The report assesses groundwater quality in the Triassic Sherwood Sandstone aquifer
supplying the case study town of Doncaster, England. Available data from stakeholders,
principally Yorkshire Water, and from the project’s tripartite sampling programme have been
collated and analysed. An understanding of the characteristics of groundwater from both the
upper and middle/lower parts of the aquifer is emerging and has informed the conceptual
model of evolution of water quality. In this part of the Nottinghamshire-South Yorkshire
Sherwood Sandstone outcrop, recharge processes are complicated by the presence of variable
Quaternary superficial deposits, which appear to control both the ease with which recharge
can occur and the hydrochemical characteristics of the resultant groundwater.

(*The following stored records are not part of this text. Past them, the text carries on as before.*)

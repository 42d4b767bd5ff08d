//! Binary entry point.

use backend::logging;
use backend::server::{self, AppConfig};

#[actix_web::main]
async fn main() -> Result<(), Box<dyn std::error::Error>> {
    let config = AppConfig::load();
    logging::init(&config.log_dir, &config.log_filter, config.debug)?;
    server::run(config).await?;
    Ok(())
}
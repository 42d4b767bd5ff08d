//! Record-store adapter exposing accounts to the generic dispatcher.
//!
//! Translates between the dispatcher's flat records and the typed
//! [`Account`], digesting the raw password material the account contracts
//! leave in their bound records.

use std::sync::Arc;

use async_trait::async_trait;
use chrono::{SecondsFormat, Utc};
use serde_json::{json, Value};

use crate::domain::account_contracts::{INIT_PASSWORD, NEW_PASSWORD};
use crate::domain::contract::ID_FIELD;
use crate::domain::ports::{AccountRepository, RecordStore, StoreError};
use crate::domain::{Account, AccountStatus, Record};

/// Accounts viewed as a dispatcher resource.
pub struct AccountRecordStore {
    repo: Arc<dyn AccountRepository>,
}

impl AccountRecordStore {
    /// Adapter over the shared account repository.
    #[must_use]
    pub fn new(repo: Arc<dyn AccountRepository>) -> Self {
        Self { repo }
    }

    fn to_record(account: &Account) -> Record {
        let mut record = Record::new();
        record.insert(ID_FIELD.to_owned(), json!(account.id));
        record.insert("username".to_owned(), json!(account.username));
        record.insert("nickname".to_owned(), json!(account.nickname));
        record.insert("phone".to_owned(), json!(account.phone));
        record.insert("status".to_owned(), json!(account.status.as_number()));
        record.insert("is_superuser".to_owned(), json!(account.is_superuser));
        record.insert(
            "registered_at".to_owned(),
            json!(account
                .registered_at
                .to_rfc3339_opts(SecondsFormat::Secs, true)),
        );
        record
    }

    fn apply_fields(account: &mut Account, record: &Record) {
        if let Some(username) = record.get("username").and_then(Value::as_str) {
            account.username = username.to_owned();
        }
        if let Some(nickname) = record.get("nickname").and_then(Value::as_str) {
            account.nickname = nickname.to_owned();
        }
        if let Some(phone) = record.get("phone").and_then(Value::as_str) {
            account.phone = phone.to_owned();
        }
        if let Some(status) = record
            .get("status")
            .and_then(Value::as_u64)
            .and_then(AccountStatus::from_number)
        {
            account.status = status;
        }
    }
}

#[async_trait]
impl RecordStore for AccountRecordStore {
    async fn all(&self) -> Result<Vec<Record>, StoreError> {
        Ok(self
            .repo
            .list()
            .await?
            .iter()
            .map(Self::to_record)
            .collect())
    }

    async fn find(&self, id: &str) -> Result<Option<Record>, StoreError> {
        Ok(self
            .repo
            .find_by_id(id)
            .await?
            .as_ref()
            .map(Self::to_record))
    }

    async fn insert(&self, record: Record) -> Result<Record, StoreError> {
        let raw_password = record
            .get(INIT_PASSWORD)
            .and_then(Value::as_str)
            .ok_or_else(|| {
                StoreError::Backend("account record reached the store without a password".into())
            })?
            .to_owned();
        let mut account = Account::new("", "", "", "");
        Self::apply_fields(&mut account, &record);
        account.set_password(&raw_password, Utc::now());
        let stored = self.repo.insert(account).await?;
        Ok(Self::to_record(&stored))
    }

    async fn save(&self, record: Record) -> Result<Record, StoreError> {
        let id = record
            .get(ID_FIELD)
            .and_then(Value::as_str)
            .ok_or_else(|| StoreError::Backend("cannot save an account without an id".into()))?;
        let mut account = self.repo.find_by_id(id).await?.ok_or_else(|| {
            StoreError::Backend(format!("account {id} vanished during save"))
        })?;
        Self::apply_fields(&mut account, &record);
        if let Some(raw) = record.get(NEW_PASSWORD).and_then(Value::as_str) {
            account.set_password(raw, Utc::now());
        }
        let stored = self.repo.save(account).await?;
        Ok(Self::to_record(&stored))
    }

    async fn delete(&self, id: &str) -> Result<(), StoreError> {
        self.repo.delete(id).await
    }
}
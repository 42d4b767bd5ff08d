//! Domain core of the API-dispatch service.
//!
//! Transport-agnostic: nothing in here knows about HTTP. Inbound adapters
//! translate wire requests into these types and map [`ApiError`] values back
//! into envelope responses.

pub mod account;
pub mod account_contracts;
pub mod context;
pub mod contract;
pub mod error;
pub mod filter;
pub mod permission;
pub mod ports;
pub mod token;

pub use account::{Account, AccountStatus};
pub use context::RequestContext;
pub use contract::{Contract, FieldContract, FieldSpec, Record};
pub use error::{ApiError, FieldErrors, CODE_OK};
pub use filter::{FilterMode, FilterSpec};
pub use permission::{PermissionPolicy, PermissionRule};
pub use token::TokenService;
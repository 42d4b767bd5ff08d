//! Pipe-delimited log line format.
//!
//! `L|HH:MM:SS.mmm|worker|logger|message` — one line per event, local time,
//! single-letter level. The logger column is the event's `logger` field when
//! present, otherwise the module target, so the audit trail can keep its own
//! name without spans.

use std::fmt;

use chrono::{DateTime, Local};
use tracing::field::{Field, Visit};
use tracing::{Event, Level, Subscriber};
use tracing_subscriber::fmt::format::Writer;
use tracing_subscriber::fmt::{FmtContext, FormatEvent, FormatFields};
use tracing_subscriber::registry::LookupSpan;

/// Event formatter producing the pipe-delimited line.
pub struct LineFormat;

#[derive(Default)]
struct LineVisitor {
    logger: Option<String>,
    message: String,
}

impl Visit for LineVisitor {
    fn record_str(&mut self, field: &Field, value: &str) {
        match field.name() {
            "logger" => self.logger = Some(value.to_owned()),
            "message" => self.message = value.to_owned(),
            _ => {}
        }
    }

    fn record_debug(&mut self, field: &Field, value: &dyn fmt::Debug) {
        match field.name() {
            "logger" => self.logger = Some(format!("{value:?}")),
            "message" => self.message = format!("{value:?}"),
            _ => {}
        }
    }
}

fn level_letter(level: &Level) -> char {
    match *level {
        Level::TRACE => 'T',
        Level::DEBUG => 'D',
        Level::INFO => 'I',
        Level::WARN => 'W',
        Level::ERROR => 'E',
    }
}

fn worker_name() -> String {
    let current = std::thread::current();
    match current.name() {
        Some(name) if !name.is_empty() => name.to_owned(),
        _ => format!("{:?}", current.id()),
    }
}

/// Render one line without the trailing newline.
#[must_use]
pub fn render_line(
    level: &Level,
    at: DateTime<Local>,
    worker: &str,
    logger: &str,
    message: &str,
) -> String {
    format!(
        "{}|{}|{}|{}|{}",
        level_letter(level),
        at.format("%H:%M:%S%.3f"),
        worker,
        logger,
        message,
    )
}

impl<S, N> FormatEvent<S, N> for LineFormat
where
    S: Subscriber + for<'a> LookupSpan<'a>,
    N: for<'a> FormatFields<'a> + 'static,
{
    fn format_event(
        &self,
        _ctx: &FmtContext<'_, S, N>,
        mut writer: Writer<'_>,
        event: &Event<'_>,
    ) -> fmt::Result {
        let mut visitor = LineVisitor::default();
        event.record(&mut visitor);
        let metadata = event.metadata();
        let logger = visitor
            .logger
            .unwrap_or_else(|| metadata.target().to_owned());
        writeln!(
            writer,
            "{}",
            render_line(
                metadata.level(),
                Local::now(),
                &worker_name(),
                &logger,
                &visitor.message,
            )
        )
    }
}
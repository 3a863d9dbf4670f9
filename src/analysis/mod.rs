//! Anomaly analysis prompts
//!
//! Builds the request a caller ships to a third-party text-analysis
//! service for free-text commentary on an anomaly event. The HTTP call
//! itself, and the bearer credential, stay with the caller.

use crate::error::Result;
use chrono::{DateTime, Utc};
use serde::{Deserialize, Serialize};
use serde_json::{json, Value};
use std::fmt;

/// Default remote model the dashboard targets
pub const DEFAULT_ANALYSIS_MODEL: &str = "llama-3.1-sonar-small-128k-online";
/// Default sampling temperature for analysis requests
pub const DEFAULT_TEMPERATURE: f64 = 0.2;
/// Default completion budget for analysis requests
pub const DEFAULT_MAX_TOKENS: u32 = 150;

const SYSTEM_INSTRUCTION: &str = "You are a security analyst specialized in database \
anomaly detection. Provide concise, actionable insights about anomalies.";

/// Severity of a detected anomaly
#[derive(Debug, Clone, Copy, PartialEq, Eq, Serialize, Deserialize)]
#[serde(rename_all = "lowercase")]
pub enum Severity {
    High,
    Medium,
    Low,
}

impl fmt::Display for Severity {
    fn fmt(&self, f: &mut fmt::Formatter<'_>) -> fmt::Result {
        let label = match self {
            Severity::High => "high",
            Severity::Medium => "medium",
            Severity::Low => "low",
        };
        write!(f, "{label}")
    }
}

/// A flagged database-audit event
#[derive(Debug, Clone, PartialEq, Serialize, Deserialize)]
pub struct AnomalyEvent {
    pub user: String,
    pub operation: String,
    /// Table the operation touched, when known
    pub table: Option<String>,
    pub timestamp: DateTime<Utc>,
    pub severity: Severity,
}

/// System and user messages describing an anomaly for the remote analyst
#[derive(Debug, Clone, PartialEq)]
pub struct AnalysisPrompt {
    system: String,
    user: String,
}

impl AnalysisPrompt {
    /// Build the prompt pair for one event
    pub fn for_event(event: &AnomalyEvent) -> Self {
        let mut user = format!(
            "Analyze this database anomaly:\nUser: {}\nOperation Type: {}\n",
            event.user, event.operation
        );
        if let Some(table) = &event.table {
            user.push_str(&format!("Table: {table}\n"));
        }
        user.push_str(&format!(
            "Timestamp: {}\nSeverity: {}\n\nProvide a brief analysis of the risk and recommended actions.",
            event.timestamp.to_rfc3339(),
            event.severity
        ));

        Self {
            system: SYSTEM_INSTRUCTION.to_string(),
            user,
        }
    }

    /// The system instruction
    pub fn system(&self) -> &str {
        &self.system
    }

    /// The user message
    pub fn user(&self) -> &str {
        &self.user
    }

    /// Chat-completion request body for the remote service.
    ///
    /// The caller attaches its own bearer credential and posts this
    /// verbatim.
    pub fn to_request_body(&self, model: &str, temperature: f64, max_tokens: u32) -> Value {
        json!({
            "model": model,
            "messages": [
                { "role": "system", "content": self.system },
                { "role": "user", "content": self.user },
            ],
            "temperature": temperature,
            "max_tokens": max_tokens,
        })
    }

    /// Request body with the dashboard defaults
    pub fn to_default_request_body(&self) -> Value {
        self.to_request_body(DEFAULT_ANALYSIS_MODEL, DEFAULT_TEMPERATURE, DEFAULT_MAX_TOKENS)
    }
}

/// Seam for an analysis backend: given an event, return free-text
/// commentary. Implemented over the remote service by the caller; tests
/// plug in doubles.
pub trait Analyst {
    fn analyze(&self, event: &AnomalyEvent) -> Result<String>;
}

The data suggest that this complexity manifests itself in a degree of lateral variability of
geochemical trends that is at least as great as that occurring with depth. The implication is that
the degree to which the underlying saturated aquifer is affected by the contaminant load
depends at least as much on local recharge conditions as the magnitude of the loading itself.
At this interim stage of the field programme, the study has succeeded in initial hydrochemical
characterisation of the principal constituents of the groundwater circulating in the mains water
supply to the study focus area, the wastewater in its sewer system, the underlying and
surrounding shallow aquifer and the deeper aquifer. Assessment of the urban recharge
indicators of chloride, sulphate, boron and zinc has shown that these are likely to be only
partially successful in Doncaster, for the following reasons:
• the wastewater effluent load is relatively dilute
• pollution from other human activities (agriculture, mining) is present within the same
catchments, generating similar contaminant types and loading profiles
• important relatively persistent contaminants found in urban wastewater such as sulphate
and chloride also occur naturally and variably in the aquifer.
Further work will be needed to unravel this complex system sufficiently to inform the urban
water models that are being developed, linked and operated as the principal task of the
AISUWRS project.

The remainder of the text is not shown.